Lancé sans aucun financement ni soutien, El Juguete a rapidement joué un rôle important dans la transformation en cours en Bolivie et dans la montée en puissance des mouvements sociaux. Sans pour autant rapporter un sou à ceux qui - de toute façon trop mauvais financiers pour cela - s’échinaient à le publier. Un modèle du genre. Ainsi que le déclara un leader syndical au futur président de la République, le jour où Sergio Caceres et Walter Chavez, deux des créateurs du journal, lui rendirent visite : « Evo, écoute ces deux connards, parce qu’ils ne te demanderont jamais d’argent. »
El Juguete, c’est exactement ça : des connards indépendants et exigeants, prêts à bouffer beaucoup de vache enragée pour peu qu’ils n’aient rien à lâcher sur le fond.
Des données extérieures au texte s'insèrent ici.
//! Token service.
//!
//! Handles the token endpoint:
//!
//! - Authorization code exchange
//! - Refresh token reissue
//! - Access, refresh and ID token minting through the injected [`TokenSigner`]
//!
//! # Usage
//!
//! ```ignore
//! let config = TokenConfig::new("https://auth.example.com");
//! let service = TokenService::new(clients, users, codes, signer, config);
//!
//! let response = service.exchange(authorization_header, &request).await?;
//! ```

use std::sync::Arc;

use serde::Serialize;
use time::{Duration, OffsetDateTime};
use uuid::Uuid;

use crate::AuthResult;
use crate::config::AuthConfig;
use crate::error::AuthError;
use crate::oauth::client_auth::authenticate_client;
use crate::oauth::flags::ScopeSet;
use crate::oauth::token::{
    GRANT_AUTHORIZATION_CODE, GRANT_REFRESH_TOKEN, TokenRequest, TokenResponse,
};
use crate::storage::code::CodeStore;
use crate::storage::{ClientRepository, User, UserRepository, to_time_duration};
use crate::token::jwt::{
    AccessTokenClaims, IdTokenClaims, REFRESH_TOKEN_USE, RefreshTokenClaims, TokenSigner,
};
use crate::types::Client;

/// Configuration for the token service.
#[derive(Debug, Clone)]
pub struct TokenConfig {
    /// Issuer URL (`iss`).
    pub issuer: String,

    /// Default: 1 hour.
    pub access_token_lifetime: Duration,

    /// Default: 30 days.
    pub refresh_token_lifetime: Duration,

    /// Default: 1 hour.
    pub id_token_lifetime: Duration,
}

impl TokenConfig {
    /// Creates a configuration with default lifetimes.
    #[must_use]
    pub fn new(issuer: impl Into<String>) -> Self {
        Self {
            issuer: issuer.into(),
            access_token_lifetime: Duration::hours(1),
            refresh_token_lifetime: Duration::days(30),
            id_token_lifetime: Duration::hours(1),
        }
    }

    #[must_use]
    pub fn with_access_token_lifetime(mut self, lifetime: Duration) -> Self {
        self.access_token_lifetime = lifetime;
        self
    }

    #[must_use]
    pub fn with_refresh_token_lifetime(mut self, lifetime: Duration) -> Self {
        self.refresh_token_lifetime = lifetime;
        self
    }

    #[must_use]
    pub fn with_id_token_lifetime(mut self, lifetime: Duration) -> Self {
        self.id_token_lifetime = lifetime;
        self
    }
}

impl From<&AuthConfig> for TokenConfig {
    fn from(config: &AuthConfig) -> Self {
        Self {
            issuer: config.issuer.clone(),
            access_token_lifetime: to_time_duration(config.oauth.access_token_lifetime),
            refresh_token_lifetime: to_time_duration(config.oauth.refresh_token_lifetime),
            id_token_lifetime: to_time_duration(config.oauth.id_token_lifetime),
        }
    }
}

/// Token service for the token endpoint.
pub struct TokenService {
    clients: Arc<dyn ClientRepository>,
    users: Arc<dyn UserRepository>,
    codes: Arc<CodeStore>,
    signer: Arc<dyn TokenSigner>,
    config: TokenConfig,
}

impl TokenService {
    #[must_use]
    pub fn new(
        clients: Arc<dyn ClientRepository>,
        users: Arc<dyn UserRepository>,
        codes: Arc<CodeStore>,
        signer: Arc<dyn TokenSigner>,
        config: TokenConfig,
    ) -> Self {
        Self {
            clients,
            users,
            codes,
            signer,
            config,
        }
    }

    /// Handles `POST /token`.
    ///
    /// `authorization` is the raw `Authorization` header value.
    ///
    /// # Errors
    ///
    /// - `InvalidClient` for missing or malformed client credentials
    /// - `UnauthorizedClient` for an unknown client or wrong secret
    /// - `UnsupportedGrantType` for any other `grant_type`
    /// - `InvalidRequest` for missing parameters
    /// - `InvalidGrant` for an unknown, used, expired or foreign code
    /// - `AccessDenied` for a redirect URI not registered to the client
    pub async fn exchange(
        &self,
        authorization: Option<&str>,
        request: &TokenRequest,
    ) -> AuthResult<TokenResponse> {
        // 1. Authenticate the client
        let client = authenticate_client(self.clients.as_ref(), authorization).await?;

        tracing::debug!(
            client_id = %client.client_id,
            grant_type = %request.grant_type,
            "Token request received"
        );

        // 2. Dispatch on grant type
        match request.grant_type.as_str() {
            GRANT_AUTHORIZATION_CODE => self.exchange_code(&client, request).await,
            GRANT_REFRESH_TOKEN => self.refresh(&client, request).await,
            "" => Err(AuthError::invalid_request("Missing grant_type")),
            other => Err(AuthError::unsupported_grant_type(other)),
        }
    }

    async fn exchange_code(
        &self,
        client: &Client,
        request: &TokenRequest,
    ) -> AuthResult<TokenResponse> {
        // 3. Extract required fields
        let code = request
            .code
            .as_deref()
            .filter(|c| !c.is_empty())
            .ok_or_else(|| AuthError::invalid_request("Missing code parameter"))?;

        let redirect_uri = request
            .redirect_uri
            .as_deref()
            .filter(|r| !r.is_empty())
            .ok_or_else(|| AuthError::invalid_request("Missing redirect_uri parameter"))?;

        // 4. Consume the code; it stays consumed whatever happens next
        let grant = self.codes.redeem(code).ok_or_else(|| {
            tracing::warn!(client_id = %client.client_id, "Unknown, used or expired code");
            AuthError::invalid_grant("Invalid authorization code")
        })?;

        // 5. Bind the code to this client and redirect URI
        if grant.client_id != client.client_id {
            tracing::warn!(
                client_id = %client.client_id,
                "Authorization code presented by a different client"
            );
            return Err(AuthError::invalid_grant(
                "Authorization code was issued to a different client",
            ));
        }

        if !client.is_redirect_uri_allowed(redirect_uri) {
            return Err(AuthError::access_denied(
                "redirect_uri is not registered for this client",
            ));
        }

        if grant.redirect_uri != redirect_uri {
            return Err(AuthError::invalid_grant(
                "Redirect URI does not match authorization request",
            ));
        }

        let user = self
            .users
            .get(&grant.user_id)
            .await?
            .ok_or_else(|| AuthError::invalid_grant("User no longer exists"))?;

        // 6. Access and refresh tokens
        let now = OffsetDateTime::now_utc();
        let mut response = self.mint(client, &user.id, grant.scope, now)?;

        // 7. ID token
        let mut id_claims = IdTokenClaims::new(
            &self.config.issuer,
            &user.id,
            &client.client_id,
            now.unix_timestamp(),
            expiry(now, self.config.id_token_lifetime)?.unix_timestamp(),
        );
        id_claims.nonce = grant.nonce.clone();
        id_claims.auth_time = grant.auth_time.map(OffsetDateTime::unix_timestamp);
        add_user_claims(&mut id_claims, &user, grant.scope);
        response = response.with_id_token(self.sign(&id_claims)?);

        tracing::info!(
            client_id = %client.client_id,
            user_id = %user.id,
            "Tokens issued for authorization code"
        );

        Ok(response)
    }

    async fn refresh(&self, client: &Client, request: &TokenRequest) -> AuthResult<TokenResponse> {
        let token = request
            .refresh_token
            .as_deref()
            .filter(|t| !t.is_empty())
            .ok_or_else(|| AuthError::invalid_request("Missing refresh_token parameter"))?;

        let claims = self
            .signer
            .parse(token)
            .map_err(|_| AuthError::invalid_grant("Invalid refresh token"))?;
        let claims: RefreshTokenClaims = serde_json::from_value(claims)
            .map_err(|_| AuthError::invalid_grant("Invalid refresh token"))?;

        if claims.token_use != REFRESH_TOKEN_USE || claims.iss != self.config.issuer {
            return Err(AuthError::invalid_grant("Invalid refresh token"));
        }

        let now = OffsetDateTime::now_utc();
        if claims.exp <= now.unix_timestamp() {
            return Err(AuthError::invalid_grant("Refresh token expired"));
        }

        if claims.client_id != client.client_id {
            tracing::warn!(
                client_id = %client.client_id,
                "Refresh token presented by a different client"
            );
            return Err(AuthError::invalid_grant(
                "Refresh token was issued to a different client",
            ));
        }

        if self.users.get(&claims.sub).await?.is_none() {
            return Err(AuthError::invalid_grant("User no longer exists"));
        }

        let response = self.mint(client, &claims.sub, ScopeSet::parse(&claims.scope), now)?;

        tracing::info!(
            client_id = %client.client_id,
            user_id = %claims.sub,
            "Tokens reissued from refresh token"
        );

        Ok(response)
    }

    /// Mints the access and refresh token pair.
    fn mint(
        &self,
        client: &Client,
        user_id: &str,
        scope: ScopeSet,
        now: OffsetDateTime,
    ) -> AuthResult<TokenResponse> {
        let scope = scope.to_string();
        let access_exp = expiry(now, self.config.access_token_lifetime)?;

        let access_claims = AccessTokenClaims {
            iss: self.config.issuer.clone(),
            sub: user_id.to_string(),
            aud: client.client_id.clone(),
            exp: access_exp.unix_timestamp(),
            iat: now.unix_timestamp(),
            jti: Uuid::new_v4().to_string(),
            scope: scope.clone(),
            client_id: client.client_id.clone(),
        };

        let refresh_claims = RefreshTokenClaims {
            iss: self.config.issuer.clone(),
            sub: user_id.to_string(),
            aud: client.client_id.clone(),
            exp: expiry(now, self.config.refresh_token_lifetime)?.unix_timestamp(),
            iat: now.unix_timestamp(),
            jti: Uuid::new_v4().to_string(),
            scope: scope.clone(),
            client_id: client.client_id.clone(),
            token_use: REFRESH_TOKEN_USE.to_string(),
        };

        let access_token = self.sign(&access_claims)?;
        let refresh_token = self.sign(&refresh_claims)?;
        let expires_in = u64::try_from(self.config.access_token_lifetime.whole_seconds())
            .unwrap_or_default();

        Ok(TokenResponse::new(access_token, refresh_token, expires_in).with_scope(scope))
    }

    fn sign<T: Serialize>(&self, claims: &T) -> AuthResult<String> {
        let value = serde_json::to_value(claims)
            .map_err(|e| AuthError::internal(format!("Failed to serialize claims: {}", e)))?;
        Ok(self.signer.sign(&value)?)
    }
}

/// `now + lifetime`, or an internal error when the sum leaves the
/// representable date range.
fn expiry(now: OffsetDateTime, lifetime: Duration) -> AuthResult<OffsetDateTime> {
    now.checked_add(lifetime)
        .ok_or_else(|| AuthError::internal("Token lifetime is out of range"))
}

/// Copies the user's standard claims released by `scope`.
fn add_user_claims(claims: &mut IdTokenClaims, user: &User, scope: ScopeSet) {
    if scope.has(ScopeSet::PROFILE) {
        claims.profile = user.profile.clone();
    }
    if scope.has(ScopeSet::EMAIL) {
        claims.email = user.email.clone();
    }
    if scope.has(ScopeSet::PHONE) {
        claims.phone = user.phone.clone();
    }
    if scope.has(ScopeSet::ADDRESS) {
        claims.address = user.address.clone();
    }
}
Heureuse incidence, la chose a payé (en terme de diffusion et d’influence, uniquement) : au fur et à mesure qu’il se faisait plus populaire, le journal est devenu la publication à plus fort tirage de Bolivie. La classe.

Sergio Caceres, lui, n’a pas vécu toute l’aventure d’El Juguete Rabioso en terre bolivienne. Exilé en France en 2003, il a continué sur sa lancée. A fondé une maison d’édition sous l’enseigne Le Jouet Enragé3. Et a tenté de faire vivre le journal en France, d’abord sous une version hispanophone, puis francophone. Loin d’être rangé des affaires, il a gentiment accepté de nous livrer sa version de l’histoire.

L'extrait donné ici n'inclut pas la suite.